### PROVIDED RECORDS

-----

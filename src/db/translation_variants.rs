//! # 번역 변형 데이터베이스 쿼리 모듈
//!
//! `translation_variants` 테이블 쿼리입니다.
//! 변형은 항상 `(id, session_id)` 쌍으로 찾습니다. 다른 세션에 속한 변형 ID를
//! 넘겨도 매칭되지 않으므로, 세션 소유권 검사가 변형까지 그대로 이어집니다.

use crate::error::AppError;
use crate::models::{TranslationVariant, UpdateVariantRequest};
use sqlx::{QueryBuilder, Sqlite, SqlitePool};

pub async fn insert_variant(
    pool: &SqlitePool,
    variant: &TranslationVariant,
) -> Result<(), AppError> {
    sqlx::query(
        r#"
        INSERT INTO translation_variants
            (id, session_id, tone, politeness_level, style_hint,
             translated_text, is_favorite, created_at)
        VALUES (?, ?, ?, ?, ?, ?, ?, ?)
        "#,
    )
    .bind(&variant.id)
    .bind(&variant.session_id)
    .bind(&variant.tone)
    .bind(&variant.politeness_level)
    .bind(&variant.style_hint)
    .bind(&variant.translated_text)
    .bind(variant.is_favorite)
    .bind(&variant.created_at)
    .execute(pool)
    .await?;

    Ok(())
}

pub async fn find_variant(
    pool: &SqlitePool,
    id: &str,
    session_id: &str,
) -> Result<Option<TranslationVariant>, AppError> {
    let variant = sqlx::query_as::<_, TranslationVariant>(
        r#"
        SELECT id, session_id, tone, politeness_level, style_hint,
               translated_text, is_favorite, created_at
        FROM translation_variants
        WHERE id = ? AND session_id = ?
        "#,
    )
    .bind(id)
    .bind(session_id)
    .fetch_optional(pool)
    .await?;

    Ok(variant)
}

/// 세션의 변형 목록을 생성 순서대로 조회합니다.
/// `favorites_only`가 true면 `is_favorite = 1`인 행만 돌려줍니다.
pub async fn list_variants_for_session(
    pool: &SqlitePool,
    session_id: &str,
    favorites_only: bool,
) -> Result<Vec<TranslationVariant>, AppError> {
    let variants = sqlx::query_as::<_, TranslationVariant>(
        r#"
        SELECT id, session_id, tone, politeness_level, style_hint,
               translated_text, is_favorite, created_at
        FROM translation_variants
        WHERE session_id = ? AND (? = 0 OR is_favorite = 1)
        ORDER BY created_at ASC, id ASC
        "#,
    )
    .bind(session_id)
    .bind(favorites_only)
    .fetch_all(pool)
    .await?;

    Ok(variants)
}

/// 패치에 있는 필드만 갱신합니다. 빈 패치는 호출 전에 걸러져야 합니다.
pub async fn update_variant(
    pool: &SqlitePool,
    id: &str,
    session_id: &str,
    patch: &UpdateVariantRequest,
) -> Result<bool, AppError> {
    let mut builder = QueryBuilder::<Sqlite>::new("UPDATE translation_variants SET ");
    let mut fields = builder.separated(", ");

    if let Some(value) = patch.tone.as_update() {
        fields.push("tone = ").push_bind_unseparated(value.cloned());
    }
    if let Some(value) = patch.politeness_level.as_update() {
        fields
            .push("politeness_level = ")
            .push_bind_unseparated(value.cloned());
    }
    if let Some(value) = patch.style_hint.as_update() {
        fields.push("style_hint = ").push_bind_unseparated(value.cloned());
    }
    if let Some(value) = patch.translated_text.as_update() {
        fields
            .push("translated_text = ")
            .push_bind_unseparated(value.cloned());
    }
    if let Some(value) = patch.is_favorite.as_update() {
        fields
            .push("is_favorite = ")
            .push_bind_unseparated(value.copied().unwrap_or(false));
    }

    builder
        .push(" WHERE id = ")
        .push_bind(id.to_string())
        .push(" AND session_id = ")
        .push_bind(session_id.to_string());

    let result = builder.build().execute(pool).await?;
    Ok(result.rows_affected() > 0)
}

/// `(id, session_id)`에 맞는 변형을 삭제합니다. 삭제된 행이 없으면 false.
pub async fn delete_variant(
    pool: &SqlitePool,
    id: &str,
    session_id: &str,
) -> Result<bool, AppError> {
    let result = sqlx::query("DELETE FROM translation_variants WHERE id = ? AND session_id = ?")
        .bind(id)
        .bind(session_id)
        .execute(pool)
        .await?;

    Ok(result.rows_affected() > 0)
}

-----

What's wanted is each line above, transcribed with nothing altered.

filename src/db/translation_variants.rs
//! # 번역 변형 데이터베이스 쿼리 모듈
//!
//! `translation_variants` 테이블 쿼리입니다.
//! 변형은 항상 `(id, session_id)` 쌍으로 찾습니다. 다른 세션에 속한 변형 ID를
//! 넘겨도 매칭되지 않으므로, 세션 소유권 검사가 변형까지 그대로 이어집니다.

use crate::error::AppError;
use crate::models::{TranslationVariant, UpdateVariantRequest};
use sqlx::{QueryBuilder, Sqlite, SqlitePool};

pub async fn insert_variant(
    pool: &SqlitePool,
    variant: &TranslationVariant,
) -> Result<(), AppError> {
    sqlx::query(
        r#"
        INSERT INTO translation_variants
            (id, session_id, tone, politeness_level, style_hint,
             translated_text, is_favorite, created_at)
        VALUES (?, ?, ?, ?, ?, ?, ?, ?)
        "#,
    )
    .bind(&variant.id)
    .bind(&variant.session_id)
    .bind(&variant.tone)
    .bind(&variant.politeness_level)
    .bind(&variant.style_hint)
    .bind(&variant.translated_text)
    .bind(variant.is_favorite)
    .bind(&variant.created_at)
    .execute(pool)
    .await?;

    Ok(())
}

pub async fn find_variant(
    pool: &SqlitePool,
    id: &str,
    session_id: &str,
) -> Result<Option<TranslationVariant>, AppError> {
    let variant = sqlx::query_as::<_, TranslationVariant>(
        r#"
        SELECT id, session_id, tone, politeness_level, style_hint,
               translated_text, is_favorite, created_at
        FROM translation_variants
        WHERE id = ? AND session_id = ?
        "#,
    )
    .bind(id)
    .bind(session_id)
    .fetch_optional(pool)
    .await?;

    Ok(variant)
}

/// 세션의 변형 목록을 생성 순서대로 조회합니다.
/// `favorites_only`가 true면 `is_favorite = 1`인 행만 돌려줍니다.
pub async fn list_variants_for_session(
    pool: &SqlitePool,
    session_id: &str,
    favorites_only: bool,
) -> Result<Vec<TranslationVariant>, AppError> {
    let variants = sqlx::query_as::<_, TranslationVariant>(
        r#"
        SELECT id, session_id, tone, politeness_level, style_hint,
               translated_text, is_favorite, created_at
        FROM translation_variants
        WHERE session_id = ? AND (? = 0 OR is_favorite = 1)
        ORDER BY created_at ASC, id ASC
        "#,
    )
    .bind(session_id)
    .bind(favorites_only)
    .fetch_all(pool)
    .await?;

    Ok(variants)
}

/// 패치에 있는 필드만 갱신합니다. 빈 패치는 호출 전에 걸러져야 합니다.
pub async fn update_variant(
    pool: &SqlitePool,
    id: &str,
    session_id: &str,
    patch: &UpdateVariantRequest,
) -> Result<bool, AppError> {
    let mut builder = QueryBuilder::<Sqlite>::new("UPDATE translation_variants SET ");
    let mut fields = builder.separated(", ");

    if let Some(value) = patch.tone.as_update() {
        fields.push("tone = ").push_bind_unseparated(value.cloned());
    }
    if let Some(value) = patch.politeness_level.as_update() {
        fields
            .push("politeness_level = ")
            .push_bind_unseparated(value.cloned());
    }
    if let Some(value) = patch.style_hint.as_update() {
        fields.push("style_hint = ").push_bind_unseparated(value.cloned());
    }
    if let Some(value) = patch.translated_text.as_update() {
        fields
            .push("translated_text = ")
            .push_bind_unseparated(value.cloned());
    }
    if let Some(value) = patch.is_favorite.as_update() {
        fields
            .push("is_favorite = ")
            .push_bind_unseparated(value.copied().unwrap_or(false));
    }

    builder
        .push(" WHERE id = ")
        .push_bind(id.to_string())
        .push(" AND session_id = ")
        .push_bind(session_id.to_string());

    let result = builder.build().execute(pool).await?;
    Ok(result.rows_affected() > 0)
}

/// `(id, session_id)`에 맞는 변형을 삭제합니다. 삭제된 행이 없으면 false.
pub async fn delete_variant(
    pool: &SqlitePool,
    id: &str,
    session_id: &str,
) -> Result<bool, AppError> {
    let result = sqlx::query("DELETE FROM translation_variants WHERE id = ? AND session_id = ?")
        .bind(id)
        .bind(session_id)
        .execute(pool)
        .await?;

    Ok(result.rows_affected() > 0)
}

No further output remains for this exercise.